Figure 2.1: View of the Enhanced Editor Window Using the SAS Windowing Environment

Figure 2.1: View of the Enhanced Editor Window Using the SAS Windowing Environment

 

When you use the SAS windowing environment, you write your program in the Enhanced EDITOR window (shown in Figure 2.1). Other windows that you will see later are the LOG window (where you see a listing of your program, possible error messages, and information about data files that were read or written) and the OUTPUT window where you see your results.

To run this program, click the SUBMIT icon (see Figure 2.2).

Figure 2.2: SUBMIT Icon

Figure 2.2: SUBMIT Icon

Before we show you the LOG and OUTPUT windows, here are screen shots (see Figure 2.3 and Figure 2.4) of the same program using SAS Enterprise Guide and SAS Studio (from the University Edition):

Figure 2.3: Running Your Program in Enterprise Guide

Figure 2.3: Running Your Program in Enterprise Guide

Figure 2.4: Running Your Program in SAS Studio (University Edition)

Figure 2.4: Running Your Program in SAS Studio (University Edition)

The programs are almost identical regardless of which SAS environment you are using. You might have noticed that the INFILE statement in the SAS Studio version is different from the other two programs. The "short answer" to this is that the SAS University Edition runs in a virtual environment and you need to direct your programs to find data on your disk in a slightly different manner. Please refer to An Introduction to SAS University Edition by this author for more information on how this works, or view the online information (PDFs and videos) supplied by SAS.

It's time to see what happens when you click the SUBMIT icon in the windowing environment example. Here is what you will see on your screen (see Figure 2.5):

Figure 2.5: Output from Program 2.1

Figure 2.5: Output from Program 2.1

What you see here is the Output window. (The exact appearance of these windows will vary, depending on how you have set up SAS.)  The top part of the output (produced by PROC FREQ) shows that there were two females and three males in the data set (the numbers listed under Frequency). The column labeled Percent shows the frequencies as a percent of all the non-missing data values in the data set. The last two columns display Cumulative Frequency and Cumulative Percentages. There were two females (representing 40% of the subjects) and two plus three or five males plus females, which are referred to as a cumulative frequency, (representing 100% of the subjects). The Cumulative Percent columns show the cumulative counts as percentages. You will see later how to eliminate these last two columns because they are seldom used.

Below the frequency display you see Summary Statistics for the three numeric variables (produced by PROC MEANS). N is the number of non-missing values, Mean is the arithmetic mean, Std Dev is the standard deviation, Minimum and Maximum are the smallest non-missing value and the largest value, respectively.

Notice the two titles correspond to the text you placed in the TITLE statement.

Note: By default, SAS centers all output.

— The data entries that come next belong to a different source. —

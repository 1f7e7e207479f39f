//! DID endpoints.
//!
//! CRUD, bulk operations, column values for filter menus and the three CSV
//! exports.

use std::sync::Arc;

use axum::extract::{Path, Query, State};
use axum::response::{IntoResponse, Response};
use axum::Json;
use serde::Deserialize;

use did_admin_inventory::{CreateDidRequest, Inventory};
use did_admin_store::DidPatch;

use super::{csv_attachment, ApiResponse, BulkResult, IdList, ListParams};
use crate::error::ApiError;
use crate::state::GatewayState;

type AppState<I> = State<Arc<GatewayState<I>>>;

/// Body for a bulk update.
#[derive(Debug, Deserialize)]
pub struct BulkUpdateBody {
    /// DIDs to update.
    pub ids: Vec<String>,
    /// Fields to set on each.
    pub patch: DidPatch,
}

/// List DIDs with search, filters and sort.
///
/// # Errors
///
/// Returns `ApiError::BadRequest` for malformed filters.
pub async fn list_dids<I>(
    State(state): AppState<I>,
    Query(params): Query<ListParams>,
) -> Result<impl IntoResponse, ApiError>
where
    I: Inventory + 'static,
{
    let query = params.into_query()?;
    let dids = state.inventory.list_dids(&query).await?;
    Ok(ApiResponse::list(dids))
}

/// Create a DID.
///
/// # Errors
///
/// Returns `ApiError::BadRequest` if the number is missing.
pub async fn create_did<I>(
    State(state): AppState<I>,
    Json(body): Json<CreateDidRequest>,
) -> Result<impl IntoResponse, ApiError>
where
    I: Inventory + 'static,
{
    let did = state.inventory.create_did(body).await?;
    Ok(ApiResponse::created(did).with_message("DID created successfully"))
}

/// Get one DID.
///
/// # Errors
///
/// Returns `ApiError::NotFound` if the DID doesn't exist.
pub async fn get_did<I>(
    State(state): AppState<I>,
    Path(id): Path<String>,
) -> Result<impl IntoResponse, ApiError>
where
    I: Inventory + 'static,
{
    let did = state.inventory.get_did(&id).await?;
    Ok(ApiResponse::ok(did))
}

/// Update a DID. Serves both `PUT` and `PATCH`; fields left out are kept.
///
/// # Errors
///
/// Returns `ApiError::NotFound` if the DID doesn't exist.
pub async fn update_did<I>(
    State(state): AppState<I>,
    Path(id): Path<String>,
    Json(patch): Json<DidPatch>,
) -> Result<impl IntoResponse, ApiError>
where
    I: Inventory + 'static,
{
    let did = state.inventory.update_did(&id, patch).await?;
    Ok(ApiResponse::ok(did).with_message("DID updated successfully"))
}

/// Delete a DID.
///
/// # Errors
///
/// Returns `ApiError::NotFound` if the DID doesn't exist.
pub async fn delete_did<I>(
    State(state): AppState<I>,
    Path(id): Path<String>,
) -> Result<impl IntoResponse, ApiError>
where
    I: Inventory + 'static,
{
    state.inventory.delete_did(&id).await?;
    Ok(ApiResponse::message("DID deleted successfully"))
}

/// Delete several DIDs.
///
/// # Errors
///
/// Returns an error if the inventory operation fails.
pub async fn bulk_delete<I>(
    State(state): AppState<I>,
    Json(body): Json<IdList>,
) -> Result<impl IntoResponse, ApiError>
where
    I: Inventory + 'static,
{
    let count = state.inventory.delete_dids(&body.ids).await?;
    Ok(ApiResponse::ok(BulkResult { count }).with_message(format!("Deleted {count} DIDs")))
}

/// Apply one patch to several DIDs.
///
/// # Errors
///
/// Returns `ApiError::BadRequest` if the patch changes the number.
pub async fn bulk_update<I>(
    State(state): AppState<I>,
    Json(body): Json<BulkUpdateBody>,
) -> Result<impl IntoResponse, ApiError>
where
    I: Inventory + 'static,
{
    let count = state.inventory.update_dids(&body.ids, body.patch).await?;
    Ok(ApiResponse::ok(BulkResult { count }).with_message(format!("Updated {count} DIDs")))
}

/// Distinct values of one column.
///
/// # Errors
///
/// Returns an error if the inventory operation fails.
pub async fn column_values<I>(
    State(state): AppState<I>,
    Path(column): Path<String>,
) -> Result<impl IntoResponse, ApiError>
where
    I: Inventory + 'static,
{
    let values = state.inventory.did_column_values(&column).await?;
    Ok(ApiResponse::list(values))
}

/// Grouped export of the DIDs matching the listing parameters.
///
/// # Errors
///
/// Returns `ApiError::BadRequest` for malformed filters.
pub async fn export_all<I>(
    State(state): AppState<I>,
    Query(params): Query<ListParams>,
) -> Result<Response, ApiError>
where
    I: Inventory + 'static,
{
    let body = state.inventory.export_all_dids(&params.into_query()?).await?;
    Ok(csv_attachment("dids_export.csv", body))
}

/// Numbers-only export of the DIDs matching the listing parameters.
///
/// # Errors
///
/// Returns `ApiError::BadRequest` for malformed filters.
pub async fn export_numbers<I>(
    State(state): AppState<I>,
    Query(params): Query<ListParams>,
) -> Result<Response, ApiError>
where
    I: Inventory + 'static,
{
    let body = state
        .inventory
        .export_did_numbers(&params.into_query()?)
        .await?;
    Ok(csv_attachment("did_numbers.csv", body))
}

/// Grouped export of the listed DIDs that match the listing parameters.
///
/// # Errors
///
/// Returns `ApiError::BadRequest` if no ids are given.
pub async fn export_selected<I>(
    State(state): AppState<I>,
    Query(params): Query<ListParams>,
    Json(body): Json<IdList>,
) -> Result<Response, ApiError>
where
    I: Inventory + 'static,
{
    if body.ids.is_empty() {
        return Err(ApiError::BadRequest("no DIDs selected".to_string()));
    }
    let query = params.into_query()?;
    let body = state.inventory.export_selected_dids(&query, &body.ids).await?;
    Ok(csv_attachment("selected_dids.csv", body))
}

For most of the output in this book, a system option called NOCENTER was used so that the output is left-justified. The statement (not shown here) Options NOCENTER was included at the beginning of every program.

You can switch among the three windows by clicking on the appropriate tab at the bottom of the screen. These tabs will be located in other places if you are using Enterprise Guide or SAS Studio, but you will have no trouble finding them. The tabs for the windowing environment are shown in Figure 2.6:

Figure 2.6: Tabs for Selecting the Editor, Log, or Output Windows in the Windowing Environment

Figure 2.6: Tabs for Selecting the Editor, Log, or Output Windows in the Windowing Environment

Figure 2.7 shows a complete listing of the Log window:

Figure 2.7: Inspecting the LOG Window

Figure 2.7: Inspecting the LOG Window

Note: The Log window is very important. It is here that you see any error messages if you have made any mistakes in writing your program. In this example, there were no mistakes (a rarity for this author), so you see only the original program along with some information about the data file that was read and some timing information.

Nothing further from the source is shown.